> _Exercise_: Report, from the records below, every line where the word "digits" appears.

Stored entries
•••••

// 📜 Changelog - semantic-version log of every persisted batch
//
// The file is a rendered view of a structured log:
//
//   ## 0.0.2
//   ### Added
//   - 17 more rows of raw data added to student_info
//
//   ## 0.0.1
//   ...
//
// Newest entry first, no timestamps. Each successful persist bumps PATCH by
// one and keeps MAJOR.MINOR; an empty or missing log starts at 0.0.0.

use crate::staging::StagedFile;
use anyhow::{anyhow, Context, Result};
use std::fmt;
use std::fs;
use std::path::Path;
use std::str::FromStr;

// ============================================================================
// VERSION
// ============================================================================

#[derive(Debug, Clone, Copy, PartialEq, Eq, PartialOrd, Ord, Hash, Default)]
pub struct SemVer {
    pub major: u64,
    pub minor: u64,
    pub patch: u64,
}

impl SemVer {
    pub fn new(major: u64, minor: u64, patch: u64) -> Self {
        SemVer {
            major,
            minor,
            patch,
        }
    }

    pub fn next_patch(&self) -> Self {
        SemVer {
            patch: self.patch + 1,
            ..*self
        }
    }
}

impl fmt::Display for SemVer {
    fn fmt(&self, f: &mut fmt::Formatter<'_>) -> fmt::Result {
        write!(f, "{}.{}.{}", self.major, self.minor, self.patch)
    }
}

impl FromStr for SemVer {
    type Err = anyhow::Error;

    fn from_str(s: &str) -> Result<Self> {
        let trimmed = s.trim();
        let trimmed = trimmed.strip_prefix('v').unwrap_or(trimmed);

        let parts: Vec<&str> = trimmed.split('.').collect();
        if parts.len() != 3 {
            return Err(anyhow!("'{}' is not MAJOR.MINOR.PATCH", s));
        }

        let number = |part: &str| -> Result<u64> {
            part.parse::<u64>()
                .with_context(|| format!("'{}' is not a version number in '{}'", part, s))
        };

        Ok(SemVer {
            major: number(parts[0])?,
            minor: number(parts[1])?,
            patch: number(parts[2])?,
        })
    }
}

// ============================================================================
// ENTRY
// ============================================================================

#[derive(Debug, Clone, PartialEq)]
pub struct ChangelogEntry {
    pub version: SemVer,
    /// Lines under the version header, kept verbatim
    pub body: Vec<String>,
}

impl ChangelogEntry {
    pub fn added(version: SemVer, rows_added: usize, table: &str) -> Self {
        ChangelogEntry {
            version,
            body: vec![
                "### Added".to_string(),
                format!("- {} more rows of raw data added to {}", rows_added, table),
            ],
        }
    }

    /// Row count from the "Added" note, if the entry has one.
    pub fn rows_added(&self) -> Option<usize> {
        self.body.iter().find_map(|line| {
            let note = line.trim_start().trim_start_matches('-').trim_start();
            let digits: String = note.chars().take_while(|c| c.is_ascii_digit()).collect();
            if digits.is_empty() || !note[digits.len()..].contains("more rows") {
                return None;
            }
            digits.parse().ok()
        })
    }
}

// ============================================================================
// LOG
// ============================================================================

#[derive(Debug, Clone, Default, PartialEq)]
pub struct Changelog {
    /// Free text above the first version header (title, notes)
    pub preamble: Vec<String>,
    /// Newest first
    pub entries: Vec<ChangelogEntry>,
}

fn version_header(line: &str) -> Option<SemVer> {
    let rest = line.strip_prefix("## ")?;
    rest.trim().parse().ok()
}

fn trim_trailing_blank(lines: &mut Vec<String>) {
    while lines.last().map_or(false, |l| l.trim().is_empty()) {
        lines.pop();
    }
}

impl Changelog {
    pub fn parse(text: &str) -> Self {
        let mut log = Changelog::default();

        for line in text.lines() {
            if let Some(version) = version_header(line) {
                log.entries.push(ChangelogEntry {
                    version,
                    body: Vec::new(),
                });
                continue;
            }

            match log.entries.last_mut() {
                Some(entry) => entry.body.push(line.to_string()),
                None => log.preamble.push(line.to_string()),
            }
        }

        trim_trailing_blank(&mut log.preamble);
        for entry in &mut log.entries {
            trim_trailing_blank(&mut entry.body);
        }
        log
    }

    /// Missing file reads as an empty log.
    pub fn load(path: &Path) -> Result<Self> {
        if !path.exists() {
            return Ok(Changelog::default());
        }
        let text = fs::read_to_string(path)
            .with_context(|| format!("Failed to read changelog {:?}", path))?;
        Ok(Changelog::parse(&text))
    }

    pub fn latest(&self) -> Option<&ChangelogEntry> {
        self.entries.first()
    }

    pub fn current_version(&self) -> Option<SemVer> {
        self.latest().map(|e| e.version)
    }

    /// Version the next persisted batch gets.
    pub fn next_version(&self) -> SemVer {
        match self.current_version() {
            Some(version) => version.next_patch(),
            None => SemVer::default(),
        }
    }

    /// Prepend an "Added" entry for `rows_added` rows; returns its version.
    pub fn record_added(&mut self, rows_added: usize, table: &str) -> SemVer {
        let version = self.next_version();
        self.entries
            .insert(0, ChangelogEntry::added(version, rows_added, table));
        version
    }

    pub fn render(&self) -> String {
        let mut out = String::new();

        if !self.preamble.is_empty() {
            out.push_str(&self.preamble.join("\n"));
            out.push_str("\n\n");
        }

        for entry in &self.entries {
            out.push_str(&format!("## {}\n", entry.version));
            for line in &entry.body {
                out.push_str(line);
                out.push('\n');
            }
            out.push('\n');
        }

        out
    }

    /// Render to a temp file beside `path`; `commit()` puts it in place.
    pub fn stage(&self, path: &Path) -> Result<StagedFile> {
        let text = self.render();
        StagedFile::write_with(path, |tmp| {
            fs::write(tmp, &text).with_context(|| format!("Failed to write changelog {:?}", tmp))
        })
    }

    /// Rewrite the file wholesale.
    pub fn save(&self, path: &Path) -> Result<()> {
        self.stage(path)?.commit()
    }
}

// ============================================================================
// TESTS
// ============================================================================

•••••

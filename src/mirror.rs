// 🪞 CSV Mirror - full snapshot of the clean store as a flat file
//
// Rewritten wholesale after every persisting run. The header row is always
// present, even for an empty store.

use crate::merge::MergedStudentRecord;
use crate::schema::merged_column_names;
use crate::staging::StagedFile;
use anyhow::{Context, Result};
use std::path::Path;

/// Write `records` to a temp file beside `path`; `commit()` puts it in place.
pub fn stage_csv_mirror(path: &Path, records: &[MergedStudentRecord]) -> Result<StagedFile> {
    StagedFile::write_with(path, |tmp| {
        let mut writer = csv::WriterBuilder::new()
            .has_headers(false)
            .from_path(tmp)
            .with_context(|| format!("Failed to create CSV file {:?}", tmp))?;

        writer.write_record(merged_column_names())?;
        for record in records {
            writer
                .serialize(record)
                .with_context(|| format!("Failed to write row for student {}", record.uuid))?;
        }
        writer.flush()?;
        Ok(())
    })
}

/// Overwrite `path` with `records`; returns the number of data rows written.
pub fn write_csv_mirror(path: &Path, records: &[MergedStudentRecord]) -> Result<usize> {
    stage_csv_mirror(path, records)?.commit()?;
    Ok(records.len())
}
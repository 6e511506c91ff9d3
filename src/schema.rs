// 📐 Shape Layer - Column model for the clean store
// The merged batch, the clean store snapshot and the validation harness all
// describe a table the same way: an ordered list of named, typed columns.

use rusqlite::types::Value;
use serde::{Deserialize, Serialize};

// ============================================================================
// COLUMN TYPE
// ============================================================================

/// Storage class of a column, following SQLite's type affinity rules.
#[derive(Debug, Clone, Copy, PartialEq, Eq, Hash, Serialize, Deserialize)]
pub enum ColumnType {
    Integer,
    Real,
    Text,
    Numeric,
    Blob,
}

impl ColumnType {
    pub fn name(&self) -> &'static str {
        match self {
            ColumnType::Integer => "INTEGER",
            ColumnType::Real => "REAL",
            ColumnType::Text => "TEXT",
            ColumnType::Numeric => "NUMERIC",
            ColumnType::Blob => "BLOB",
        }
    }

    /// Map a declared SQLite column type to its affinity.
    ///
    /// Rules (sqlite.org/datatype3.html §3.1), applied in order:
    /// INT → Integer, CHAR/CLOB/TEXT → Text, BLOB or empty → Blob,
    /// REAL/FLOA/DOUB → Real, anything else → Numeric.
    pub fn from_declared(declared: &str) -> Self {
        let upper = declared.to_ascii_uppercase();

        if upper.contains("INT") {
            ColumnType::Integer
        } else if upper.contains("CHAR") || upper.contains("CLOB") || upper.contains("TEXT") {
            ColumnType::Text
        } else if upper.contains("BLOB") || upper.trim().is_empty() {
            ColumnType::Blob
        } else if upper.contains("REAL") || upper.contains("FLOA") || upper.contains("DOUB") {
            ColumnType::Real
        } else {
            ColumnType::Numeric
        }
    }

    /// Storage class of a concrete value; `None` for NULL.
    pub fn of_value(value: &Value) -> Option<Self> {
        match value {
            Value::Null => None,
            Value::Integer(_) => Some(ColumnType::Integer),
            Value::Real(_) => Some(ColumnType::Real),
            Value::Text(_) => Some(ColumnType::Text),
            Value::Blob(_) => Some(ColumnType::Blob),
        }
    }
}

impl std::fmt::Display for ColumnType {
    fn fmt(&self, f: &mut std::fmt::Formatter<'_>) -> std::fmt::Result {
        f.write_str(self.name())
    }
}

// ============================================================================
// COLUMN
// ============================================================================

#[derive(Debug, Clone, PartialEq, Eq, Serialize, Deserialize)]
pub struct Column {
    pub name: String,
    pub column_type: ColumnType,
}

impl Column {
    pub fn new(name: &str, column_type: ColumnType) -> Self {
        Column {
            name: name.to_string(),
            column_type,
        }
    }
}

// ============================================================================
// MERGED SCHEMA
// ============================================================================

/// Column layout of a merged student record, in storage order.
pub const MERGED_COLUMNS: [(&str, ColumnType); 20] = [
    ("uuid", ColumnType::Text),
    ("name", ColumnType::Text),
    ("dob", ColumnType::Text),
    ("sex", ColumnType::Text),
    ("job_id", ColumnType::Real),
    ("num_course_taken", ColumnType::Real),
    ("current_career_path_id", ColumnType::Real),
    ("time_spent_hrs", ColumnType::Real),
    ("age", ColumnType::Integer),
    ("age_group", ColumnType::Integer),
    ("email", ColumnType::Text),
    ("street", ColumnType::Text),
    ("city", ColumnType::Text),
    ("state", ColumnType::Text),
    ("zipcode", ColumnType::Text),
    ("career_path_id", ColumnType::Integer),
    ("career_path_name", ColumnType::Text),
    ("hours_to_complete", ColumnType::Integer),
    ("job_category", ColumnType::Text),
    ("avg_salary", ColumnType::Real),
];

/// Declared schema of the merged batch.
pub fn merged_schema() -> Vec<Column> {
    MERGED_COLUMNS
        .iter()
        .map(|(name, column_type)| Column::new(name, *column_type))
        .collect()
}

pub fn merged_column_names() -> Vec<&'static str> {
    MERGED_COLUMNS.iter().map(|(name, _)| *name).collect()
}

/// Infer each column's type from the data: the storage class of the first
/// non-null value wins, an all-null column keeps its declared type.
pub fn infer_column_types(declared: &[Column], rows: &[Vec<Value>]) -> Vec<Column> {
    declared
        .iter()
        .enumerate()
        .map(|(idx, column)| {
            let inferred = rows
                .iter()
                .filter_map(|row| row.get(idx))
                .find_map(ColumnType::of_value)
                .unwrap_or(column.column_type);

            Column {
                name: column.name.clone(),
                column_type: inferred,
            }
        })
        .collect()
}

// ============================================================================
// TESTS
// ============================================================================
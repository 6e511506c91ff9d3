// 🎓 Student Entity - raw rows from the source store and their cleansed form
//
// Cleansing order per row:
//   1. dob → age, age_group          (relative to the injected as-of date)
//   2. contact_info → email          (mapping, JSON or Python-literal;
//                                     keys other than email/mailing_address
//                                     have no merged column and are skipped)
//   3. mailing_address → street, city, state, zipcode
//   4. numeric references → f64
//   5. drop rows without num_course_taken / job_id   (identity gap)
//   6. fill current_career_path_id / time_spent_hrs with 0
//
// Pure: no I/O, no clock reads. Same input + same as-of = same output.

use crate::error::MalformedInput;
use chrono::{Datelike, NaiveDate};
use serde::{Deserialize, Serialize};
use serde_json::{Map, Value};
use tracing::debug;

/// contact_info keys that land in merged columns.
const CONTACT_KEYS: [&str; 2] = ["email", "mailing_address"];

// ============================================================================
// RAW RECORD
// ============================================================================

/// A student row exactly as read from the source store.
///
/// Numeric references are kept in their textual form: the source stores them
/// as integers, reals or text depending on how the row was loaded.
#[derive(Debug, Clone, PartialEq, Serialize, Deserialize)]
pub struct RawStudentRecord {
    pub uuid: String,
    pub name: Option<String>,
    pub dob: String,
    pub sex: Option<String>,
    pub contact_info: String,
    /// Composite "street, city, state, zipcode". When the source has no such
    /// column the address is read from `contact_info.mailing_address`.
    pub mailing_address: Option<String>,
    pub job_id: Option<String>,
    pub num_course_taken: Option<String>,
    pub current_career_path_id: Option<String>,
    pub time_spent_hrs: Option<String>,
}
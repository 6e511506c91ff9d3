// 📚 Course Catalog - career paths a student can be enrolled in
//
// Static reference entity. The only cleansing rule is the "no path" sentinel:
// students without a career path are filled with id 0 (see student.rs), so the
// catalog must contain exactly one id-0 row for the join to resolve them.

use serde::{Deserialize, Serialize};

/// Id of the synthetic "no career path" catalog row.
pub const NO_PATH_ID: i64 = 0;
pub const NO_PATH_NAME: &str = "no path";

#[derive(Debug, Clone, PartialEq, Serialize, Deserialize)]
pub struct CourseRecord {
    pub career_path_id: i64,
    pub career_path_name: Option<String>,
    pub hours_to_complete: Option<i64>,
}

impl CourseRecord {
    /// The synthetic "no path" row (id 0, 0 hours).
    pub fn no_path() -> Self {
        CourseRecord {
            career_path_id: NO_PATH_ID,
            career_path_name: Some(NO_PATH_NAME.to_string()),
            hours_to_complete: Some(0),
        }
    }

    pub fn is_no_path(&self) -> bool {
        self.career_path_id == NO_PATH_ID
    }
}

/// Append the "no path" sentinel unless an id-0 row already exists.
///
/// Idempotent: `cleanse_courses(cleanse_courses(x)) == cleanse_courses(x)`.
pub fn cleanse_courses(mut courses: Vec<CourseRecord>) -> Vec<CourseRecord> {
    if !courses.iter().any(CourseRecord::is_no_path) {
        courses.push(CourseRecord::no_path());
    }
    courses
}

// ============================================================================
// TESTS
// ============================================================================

•••••

> _Reply to the task_:
            let digits: String = note.chars().take_while(|c| c.is_ascii_digit()).collect();
            if digits.is_empty() || !note[digits.len()..].contains("more rows") {
            digits.parse().ok()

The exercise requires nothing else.